__YOUR GOAL__.
The whole listing, from first line to last: copy it exactly.

*** Opening of EXTRACTED ENTRIES ***

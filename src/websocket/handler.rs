use std::sync::Arc;

use axum::{
    extract::{
        ws::{CloseFrame, Message, WebSocket, WebSocketUpgrade},
        Path, Query, State,
    },
    http::HeaderMap,
    response::Response,
};
use futures_util::stream::{SplitSink, SplitStream};
use futures_util::{SinkExt, StreamExt};
use serde::Deserialize;
use tokio::sync::mpsc;
use tracing::{debug, error, info, warn};

use crate::auth::AuthError;
use crate::models::{ClientMessage, DocumentId, ServerMessage};
use crate::services::auth_service::get_auth_token;
use crate::websocket::msg_content_handler::handle_content_message;
use crate::websocket::msg_cursor_handler::handle_cursor_message;
use crate::websocket::msg_ping_handler::handle_ping_message;
use crate::ws::connctx::{evicted, ConnectionHandle, ConnectionId, EvictionWatch, CLOSE_INVALID_TOKEN};
use crate::ws::registry::SessionRegistry;
use crate::AppState;

#[derive(Debug, Deserialize)]
pub struct ConnectParams {
    pub token: Option<String>,
}

#[derive(Debug, Clone, Copy, PartialEq, Eq)]
enum Phase {
    Connecting,
    Authenticating,
    Joined,
    Closing,
    Closed,
}

struct Connection {
    id: ConnectionId,
    document_id: DocumentId,
    phase: Phase,
}

impl Connection {
    fn new(document_id: DocumentId) -> Self {
        Self { id: ConnectionId::new(), document_id, phase: Phase::Connecting }
    }

    fn advance(&mut self, next: Phase) {
        debug!(
            connection_id = %self.id,
            document_id = self.document_id,
            from = ?self.phase,
            to = ?next,
            "Connection phase change"
        );
        self.phase = next;
    }
}

/// Holds a user's registration for the lifetime of its connection loop.
/// Dropping it releases the session, whether the loop ended cleanly,
/// errored, or was cancelled.
struct SessionLease {
    registry: Arc<SessionRegistry>,
    user_id: String,
    connection_id: ConnectionId,
}

impl Drop for SessionLease {
    fn drop(&mut self) {
        if self.registry.release(&self.user_id, self.connection_id) {
            info!(user_id = %self.user_id, connection_id = %self.connection_id, "Session released");
        } else {
            debug!(user_id = %self.user_id, connection_id = %self.connection_id, "Session already gone");
        }
    }
}

/// WebSocket handler
///
/// The credential comes from the `token` query parameter, falling back to
/// the Authorization header or the `auth_token` cookie.
pub async fn websocket_handler(
    Path(document_id): Path<DocumentId>,
    Query(params): Query<ConnectParams>,
    State(app_state): State<Arc<AppState>>,
    headers: HeaderMap,
    ws: WebSocketUpgrade,
) -> Response {
    info!("New WebSocket connection attempt for document {}", document_id);
    let credential = match params.token.filter(|t| !t.is_empty()) {
        Some(token) => Ok(token),
        None => get_auth_token(&headers),
    };
    ws.on_upgrade(move |socket| handle_socket(socket, document_id, credential, app_state))
}

/// Handle WebSocket connection
async fn handle_socket(
    mut socket: WebSocket,
    document_id: DocumentId,
    credential: Result<String, AuthError>,
    app_state: Arc<AppState>,
) {
    let mut conn = Connection::new(document_id);
    conn.advance(Phase::Authenticating);

    let identity = match credential.and_then(|c| app_state.verifier.verify(&c)) {
        Ok(identity) => identity,
        Err(e) => {
            warn!("Rejecting connection for document {}: {}", document_id, e);
            let close = Message::Close(Some(CloseFrame {
                code: CLOSE_INVALID_TOKEN,
                reason: "Invalid token".into(),
            }));
            if let Err(e) = socket.send(close).await {
                debug!("Failed to send close frame: {}", e);
            }
            conn.advance(Phase::Closed);
            return;
        }
    };

    let registry = app_state.registry.clone();
    let (handle, outbound_rx, eviction) = ConnectionHandle::channel(conn.id, app_state.config.outbound_buffer);
    let ack = registry.connect(document_id, &identity.user_id, &identity.display_name, handle.clone());
    let lease = SessionLease {
        registry: registry.clone(),
        user_id: identity.user_id.clone(),
        connection_id: conn.id,
    };
    conn.advance(Phase::Joined);
    info!(
        document_id,
        user_id = %identity.user_id,
        connection_id = %conn.id,
        color = ack.color,
        replaced = ?ack.replaced,
        "User joined room"
    );

    let (sender, receiver) = socket.split();
    let mut send_task = tokio::spawn(write_outbound(sender, outbound_rx, eviction));
    let mut recv_task = tokio::spawn(read_inbound(receiver, registry, document_id, identity.user_id, handle));

    // Wait for either task to finish (and finish the other)
    tokio::select! {
        _ = (&mut send_task) => recv_task.abort(),
        _ = (&mut recv_task) => send_task.abort(),
    };

    conn.advance(Phase::Closing);
    drop(lease);
    conn.advance(Phase::Closed);
    info!("WebSocket connection terminated for document {}", document_id);
}

/// Drain the connection's outbound queue onto the socket until the queue
/// closes or the registry evicts the connection. Eviction wins over any
/// messages still queued.
async fn write_outbound(
    mut sender: SplitSink<WebSocket, Message>,
    mut outbound: mpsc::Receiver<ServerMessage>,
    eviction: EvictionWatch,
) {
    let evicted = evicted(eviction);
    tokio::pin!(evicted);

    loop {
        let msg = tokio::select! {
            biased;
            eviction = &mut evicted => {
                debug!(code = eviction.code, reason = eviction.reason, "Connection evicted");
                let close = Message::Close(Some(CloseFrame { code: eviction.code, reason: eviction.reason.into() }));
                let _ = sender.send(close).await;
                break;
            }
            msg = outbound.recv() => match msg {
                Some(msg) => msg,
                None => break,
            },
        };

        let text = match serde_json::to_string(&msg) {
            Ok(text) => text,
            Err(e) => {
                error!("Failed to serialize outbound message: {}", e);
                continue;
            }
        };
        if sender.send(Message::Text(text)).await.is_err() {
            break;
        }
    }
}

async fn read_inbound(
    mut receiver: SplitStream<WebSocket>,
    registry: Arc<SessionRegistry>,
    document_id: DocumentId,
    user_id: String,
    handle: ConnectionHandle,
) {
    while let Some(frame) = receiver.next().await {
        match frame {
            Ok(Message::Text(text)) => {
                dispatch(&text, &registry, document_id, &user_id, &handle);
            }
            Ok(Message::Close(_)) => {
                debug!("Client requested close");
                break;
            }
            // Binary frames carry nothing in this protocol; ping/pong is handled by axum.
            Ok(_) => continue,
            Err(e) => {
                debug!("WebSocket read error for document {}: {}", document_id, e);
                break;
            }
        }
    }
}

fn dispatch(
    text: &str,
    registry: &SessionRegistry,
    document_id: DocumentId,
    user_id: &str,
    handle: &ConnectionHandle,
) {
    let msg: ClientMessage = match serde_json::from_str(text) {
        Ok(msg) => msg,
        Err(e) => {
            debug!("Dropping malformed message for document {}: {}", document_id, e);
            return;
        }
    };

    match msg {
        ClientMessage::Cursor { position, selection_start, selection_end } => {
            handle_cursor_message(registry, user_id, handle.id(), position, selection_start, selection_end);
        }
        ClientMessage::Content { content, cursor_position } => {
            handle_content_message(registry, user_id, handle.id(), content, cursor_position);
        }
        ClientMessage::Ping => handle_ping_message(document_id, handle),
        ClientMessage::Unknown => debug!("Ignoring message of unknown type for document {}", document_id),
    }
}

*** Close of EXTRACTED ENTRIES ***

__WRITTEN RESPONSE__.
filename src/websocket/handler.rs
use std::sync::Arc;

use axum::{
    extract::{
        ws::{CloseFrame, Message, WebSocket, WebSocketUpgrade},
        Path, Query, State,
    },
    http::HeaderMap,
    response::Response,
};
use futures_util::stream::{SplitSink, SplitStream};
use futures_util::{SinkExt, StreamExt};
use serde::Deserialize;
use tokio::sync::mpsc;
use tracing::{debug, error, info, warn};

use crate::auth::AuthError;
use crate::models::{ClientMessage, DocumentId, ServerMessage};
use crate::services::auth_service::get_auth_token;
use crate::websocket::msg_content_handler::handle_content_message;
use crate::websocket::msg_cursor_handler::handle_cursor_message;
use crate::websocket::msg_ping_handler::handle_ping_message;
use crate::ws::connctx::{evicted, ConnectionHandle, ConnectionId, EvictionWatch, CLOSE_INVALID_TOKEN};
use crate::ws::registry::SessionRegistry;
use crate::AppState;

#[derive(Debug, Deserialize)]
pub struct ConnectParams {
    pub token: Option<String>,
}

#[derive(Debug, Clone, Copy, PartialEq, Eq)]
enum Phase {
    Connecting,
    Authenticating,
    Joined,
    Closing,
    Closed,
}

struct Connection {
    id: ConnectionId,
    document_id: DocumentId,
    phase: Phase,
}

impl Connection {
    fn new(document_id: DocumentId) -> Self {
        Self { id: ConnectionId::new(), document_id, phase: Phase::Connecting }
    }

    fn advance(&mut self, next: Phase) {
        debug!(
            connection_id = %self.id,
            document_id = self.document_id,
            from = ?self.phase,
            to = ?next,
            "Connection phase change"
        );
        self.phase = next;
    }
}

/// Holds a user's registration for the lifetime of its connection loop.
/// Dropping it releases the session, whether the loop ended cleanly,
/// errored, or was cancelled.
struct SessionLease {
    registry: Arc<SessionRegistry>,
    user_id: String,
    connection_id: ConnectionId,
}

impl Drop for SessionLease {
    fn drop(&mut self) {
        if self.registry.release(&self.user_id, self.connection_id) {
            info!(user_id = %self.user_id, connection_id = %self.connection_id, "Session released");
        } else {
            debug!(user_id = %self.user_id, connection_id = %self.connection_id, "Session already gone");
        }
    }
}

/// WebSocket handler
///
/// The credential comes from the `token` query parameter, falling back to
/// the Authorization header or the `auth_token` cookie.
pub async fn websocket_handler(
    Path(document_id): Path<DocumentId>,
    Query(params): Query<ConnectParams>,
    State(app_state): State<Arc<AppState>>,
    headers: HeaderMap,
    ws: WebSocketUpgrade,
) -> Response {
    info!("New WebSocket connection attempt for document {}", document_id);
    let credential = match params.token.filter(|t| !t.is_empty()) {
        Some(token) => Ok(token),
        None => get_auth_token(&headers),
    };
    ws.on_upgrade(move |socket| handle_socket(socket, document_id, credential, app_state))
}

/// Handle WebSocket connection
async fn handle_socket(
    mut socket: WebSocket,
    document_id: DocumentId,
    credential: Result<String, AuthError>,
    app_state: Arc<AppState>,
) {
    let mut conn = Connection::new(document_id);
    conn.advance(Phase::Authenticating);

    let identity = match credential.and_then(|c| app_state.verifier.verify(&c)) {
        Ok(identity) => identity,
        Err(e) => {
            warn!("Rejecting connection for document {}: {}", document_id, e);
            let close = Message::Close(Some(CloseFrame {
                code: CLOSE_INVALID_TOKEN,
                reason: "Invalid token".into(),
            }));
            if let Err(e) = socket.send(close).await {
                debug!("Failed to send close frame: {}", e);
            }
            conn.advance(Phase::Closed);
            return;
        }
    };

    let registry = app_state.registry.clone();
    let (handle, outbound_rx, eviction) = ConnectionHandle::channel(conn.id, app_state.config.outbound_buffer);
    let ack = registry.connect(document_id, &identity.user_id, &identity.display_name, handle.clone());
    let lease = SessionLease {
        registry: registry.clone(),
        user_id: identity.user_id.clone(),
        connection_id: conn.id,
    };
    conn.advance(Phase::Joined);
    info!(
        document_id,
        user_id = %identity.user_id,
        connection_id = %conn.id,
        color = ack.color,
        replaced = ?ack.replaced,
        "User joined room"
    );

    let (sender, receiver) = socket.split();
    let mut send_task = tokio::spawn(write_outbound(sender, outbound_rx, eviction));
    let mut recv_task = tokio::spawn(read_inbound(receiver, registry, document_id, identity.user_id, handle));

    // Wait for either task to finish (and finish the other)
    tokio::select! {
        _ = (&mut send_task) => recv_task.abort(),
        _ = (&mut recv_task) => send_task.abort(),
    };

    conn.advance(Phase::Closing);
    drop(lease);
    conn.advance(Phase::Closed);
    info!("WebSocket connection terminated for document {}", document_id);
}

/// Drain the connection's outbound queue onto the socket until the queue
/// closes or the registry evicts the connection. Eviction wins over any
/// messages still queued.
async fn write_outbound(
    mut sender: SplitSink<WebSocket, Message>,
    mut outbound: mpsc::Receiver<ServerMessage>,
    eviction: EvictionWatch,
) {
    let evicted = evicted(eviction);
    tokio::pin!(evicted);

    loop {
        let msg = tokio::select! {
            biased;
            eviction = &mut evicted => {
                debug!(code = eviction.code, reason = eviction.reason, "Connection evicted");
                let close = Message::Close(Some(CloseFrame { code: eviction.code, reason: eviction.reason.into() }));
                let _ = sender.send(close).await;
                break;
            }
            msg = outbound.recv() => match msg {
                Some(msg) => msg,
                None => break,
            },
        };

        let text = match serde_json::to_string(&msg) {
            Ok(text) => text,
            Err(e) => {
                error!("Failed to serialize outbound message: {}", e);
                continue;
            }
        };
        if sender.send(Message::Text(text)).await.is_err() {
            break;
        }
    }
}

async fn read_inbound(
    mut receiver: SplitStream<WebSocket>,
    registry: Arc<SessionRegistry>,
    document_id: DocumentId,
    user_id: String,
    handle: ConnectionHandle,
) {
    while let Some(frame) = receiver.next().await {
        match frame {
            Ok(Message::Text(text)) => {
                dispatch(&text, &registry, document_id, &user_id, &handle);
            }
            Ok(Message::Close(_)) => {
                debug!("Client requested close");
                break;
            }
            // Binary frames carry nothing in this protocol; ping/pong is handled by axum.
            Ok(_) => continue,
            Err(e) => {
                debug!("WebSocket read error for document {}: {}", document_id, e);
                break;
            }
        }
    }
}

fn dispatch(
    text: &str,
    registry: &SessionRegistry,
    document_id: DocumentId,
    user_id: &str,
    handle: &ConnectionHandle,
) {
    let msg: ClientMessage = match serde_json::from_str(text) {
        Ok(msg) => msg,
        Err(e) => {
            debug!("Dropping malformed message for document {}: {}", document_id, e);
            return;
        }
    };

    match msg {
        ClientMessage::Cursor { position, selection_start, selection_end } => {
            handle_cursor_message(registry, user_id, handle.id(), position, selection_start, selection_end);
        }
        ClientMessage::Content { content, cursor_position } => {
            handle_content_message(registry, user_id, handle.id(), content, cursor_position);
        }
        ClientMessage::Ping => handle_ping_message(document_id, handle),
        ClientMessage::Unknown => debug!("Ignoring message of unknown type for document {}", document_id),
    }
}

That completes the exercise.